◆ Action item ◆
What you give back must match the records below exactly.
··· The data
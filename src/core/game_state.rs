//! Game state module - the session around the pure engine
//!
//! Owns the board, cumulative score and outcome status. Every accepted move
//! goes through `engine::shift`, spawns one random tile, and re-evaluates the
//! win/loss status. Rejected moves (terminal session, or a shift that changes
//! nothing) leave the session untouched.

use crate::core::{engine, rng::spawn_tile, snapshot::GameSnapshot, Board, SimpleRng};
use crate::types::{Direction, GameAction, GameStatus, WIN_TILE};

/// Complete game session state.
#[derive(Debug, Clone)]
pub struct GameState {
    board: Board,
    score: u32,
    status: GameStatus,
    rng: SimpleRng,
    /// Monotonic episode id (increments on restart).
    episode_id: u32,
    /// Seed this episode started from.
    seed: u32,
}

impl GameState {
    /// Create a new session: empty board of the given size, two spawned
    /// tiles, score 0, in progress.
    pub fn new(size: usize, seed: u32) -> Self {
        let mut state = Self {
            board: Board::new(size),
            score: 0,
            status: GameStatus::InProgress,
            rng: SimpleRng::new(seed),
            episode_id: 0,
            seed,
        };
        state.seed_board();
        state
    }

    fn seed_board(&mut self) {
        spawn_tile(&mut self.board, &mut self.rng);
        spawn_tile(&mut self.board, &mut self.rng);
    }

    /// Build a session around an existing position with score 0.
    ///
    /// Status is evaluated immediately: a board already holding a win tile
    /// starts `Won`, a dead board starts `Lost`. Useful for scenario tests
    /// and for resuming externally constructed positions.
    pub fn from_board(board: Board, seed: u32) -> Self {
        let status = if board.has_tile(WIN_TILE) {
            GameStatus::Won
        } else if !engine::can_shift(&board) {
            GameStatus::Lost
        } else {
            GameStatus::InProgress
        };

        Self {
            board,
            score: 0,
            status,
            rng: SimpleRng::new(seed),
            episode_id: 0,
            seed,
        }
    }

    pub fn board(&self) -> &Board {
        &self.board
    }

    pub fn score(&self) -> u32 {
        self.score
    }

    pub fn status(&self) -> GameStatus {
        self.status
    }

    pub fn size(&self) -> usize {
        self.board.size()
    }

    pub fn episode_id(&self) -> u32 {
        self.episode_id
    }

    pub fn seed(&self) -> u32 {
        self.seed
    }

    #[cfg(test)]
    pub(crate) fn board_mut(&mut self) -> &mut Board {
        &mut self.board
    }

    #[cfg(test)]
    pub(crate) fn set_status(&mut self, status: GameStatus) {
        self.status = status;
    }

    /// Apply one shift. Returns true if the board changed.
    ///
    /// No-ops (returning false) when the session is already Won or Lost, or
    /// when the shift leaves every cell in place; in both cases score, board
    /// and status stay untouched and nothing spawns.
    pub fn apply_move(&mut self, direction: Direction) -> bool {
        if self.status.is_terminal() {
            return false;
        }

        let outcome = engine::shift(&self.board, direction);
        if !outcome.changed_from(&self.board) {
            return false;
        }

        self.board = outcome.board;
        self.score += outcome.score;
        spawn_tile(&mut self.board, &mut self.rng);

        // Win is checked before loss: a 2048 on a dead board still wins.
        self.status = if self.board.has_tile(WIN_TILE) {
            GameStatus::Won
        } else if !engine::can_shift(&self.board) {
            GameStatus::Lost
        } else {
            GameStatus::InProgress
        };

        true
    }

    /// Start over: same size, fresh board and score, next episode.
    ///
    /// The new episode is seeded from the current rng state, so a restart
    /// chain is deterministic without replaying the same game.
    pub fn restart(&mut self) {
        let seed = self.rng.state();
        let next_episode = self.episode_id.wrapping_add(1);
        *self = Self::new(self.board.size(), seed);
        self.episode_id = next_episode;
    }

    /// Apply an input-layer action.
    pub fn apply_action(&mut self, action: GameAction) -> bool {
        match action {
            GameAction::Shift(direction) => self.apply_move(direction),
            GameAction::Restart => {
                self.restart();
                true
            }
        }
    }

    /// Fill a reusable snapshot with the current state.
    pub fn snapshot_into(&self, out: &mut GameSnapshot) {
        out.size = self.board.size();
        out.cells.clear();
        out.cells.extend_from_slice(self.board.cells());
        out.score = self.score;
        out.status = self.status;
        out.episode_id = self.episode_id;
        out.seed = self.seed;
    }

    pub fn snapshot(&self) -> GameSnapshot {
        let mut s = GameSnapshot::default();
        self.snapshot_into(&mut s);
        s
    }
}

impl Default for GameState {
    fn default() -> Self {
        Self::new(crate::types::BOARD_SIZE, 1)
    }
}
······
◆ Answer box ◆
filename src/core/game_state.rs
//! Game state module - the session around the pure engine
//!
//! Owns the board, cumulative score and outcome status. Every accepted move
//! goes through `engine::shift`, spawns one random tile, and re-evaluates the
//! win/loss status. Rejected moves (terminal session, or a shift that changes
//! nothing) leave the session untouched.

use crate::core::{engine, rng::spawn_tile, snapshot::GameSnapshot, Board, SimpleRng};
use crate::types::{Direction, GameAction, GameStatus, WIN_TILE};

/// Complete game session state.
#[derive(Debug, Clone)]
pub struct GameState {
    board: Board,
    score: u32,
    status: GameStatus,
    rng: SimpleRng,
    /// Monotonic episode id (increments on restart).
    episode_id: u32,
    /// Seed this episode started from.
    seed: u32,
}

impl GameState {
    /// Create a new session: empty board of the given size, two spawned
    /// tiles, score 0, in progress.
    pub fn new(size: usize, seed: u32) -> Self {
        let mut state = Self {
            board: Board::new(size),
            score: 0,
            status: GameStatus::InProgress,
            rng: SimpleRng::new(seed),
            episode_id: 0,
            seed,
        };
        state.seed_board();
        state
    }

    fn seed_board(&mut self) {
        spawn_tile(&mut self.board, &mut self.rng);
        spawn_tile(&mut self.board, &mut self.rng);
    }

    /// Build a session around an existing position with score 0.
    ///
    /// Status is evaluated immediately: a board already holding a win tile
    /// starts `Won`, a dead board starts `Lost`. Useful for scenario tests
    /// and for resuming externally constructed positions.
    pub fn from_board(board: Board, seed: u32) -> Self {
        let status = if board.has_tile(WIN_TILE) {
            GameStatus::Won
        } else if !engine::can_shift(&board) {
            GameStatus::Lost
        } else {
            GameStatus::InProgress
        };

        Self {
            board,
            score: 0,
            status,
            rng: SimpleRng::new(seed),
            episode_id: 0,
            seed,
        }
    }

    pub fn board(&self) -> &Board {
        &self.board
    }

    pub fn score(&self) -> u32 {
        self.score
    }

    pub fn status(&self) -> GameStatus {
        self.status
    }

    pub fn size(&self) -> usize {
        self.board.size()
    }

    pub fn episode_id(&self) -> u32 {
        self.episode_id
    }

    pub fn seed(&self) -> u32 {
        self.seed
    }

    #[cfg(test)]
    pub(crate) fn board_mut(&mut self) -> &mut Board {
        &mut self.board
    }

    #[cfg(test)]
    pub(crate) fn set_status(&mut self, status: GameStatus) {
        self.status = status;
    }

    /// Apply one shift. Returns true if the board changed.
    ///
    /// No-ops (returning false) when the session is already Won or Lost, or
    /// when the shift leaves every cell in place; in both cases score, board
    /// and status stay untouched and nothing spawns.
    pub fn apply_move(&mut self, direction: Direction) -> bool {
        if self.status.is_terminal() {
            return false;
        }

        let outcome = engine::shift(&self.board, direction);
        if !outcome.changed_from(&self.board) {
            return false;
        }

        self.board = outcome.board;
        self.score += outcome.score;
        spawn_tile(&mut self.board, &mut self.rng);

        // Win is checked before loss: a 2048 on a dead board still wins.
        self.status = if self.board.has_tile(WIN_TILE) {
            GameStatus::Won
        } else if !engine::can_shift(&self.board) {
            GameStatus::Lost
        } else {
            GameStatus::InProgress
        };

        true
    }

    /// Start over: same size, fresh board and score, next episode.
    ///
    /// The new episode is seeded from the current rng state, so a restart
    /// chain is deterministic without replaying the same game.
    pub fn restart(&mut self) {
        let seed = self.rng.state();
        let next_episode = self.episode_id.wrapping_add(1);
        *self = Self::new(self.board.size(), seed);
        self.episode_id = next_episode;
    }

    /// Apply an input-layer action.
    pub fn apply_action(&mut self, action: GameAction) -> bool {
        match action {
            GameAction::Shift(direction) => self.apply_move(direction),
            GameAction::Restart => {
                self.restart();
                true
            }
        }
    }

    /// Fill a reusable snapshot with the current state.
    pub fn snapshot_into(&self, out: &mut GameSnapshot) {
        out.size = self.board.size();
        out.cells.clear();
        out.cells.extend_from_slice(self.board.cells());
        out.score = self.score;
        out.status = self.status;
        out.episode_id = self.episode_id;
        out.seed = self.seed;
    }

    pub fn snapshot(&self) -> GameSnapshot {
        let mut s = GameSnapshot::default();
        self.snapshot_into(&mut s);
        s
    }
}

impl Default for GameState {
    fn default() -> Self {
        Self::new(crate::types::BOARD_SIZE, 1)
    }
}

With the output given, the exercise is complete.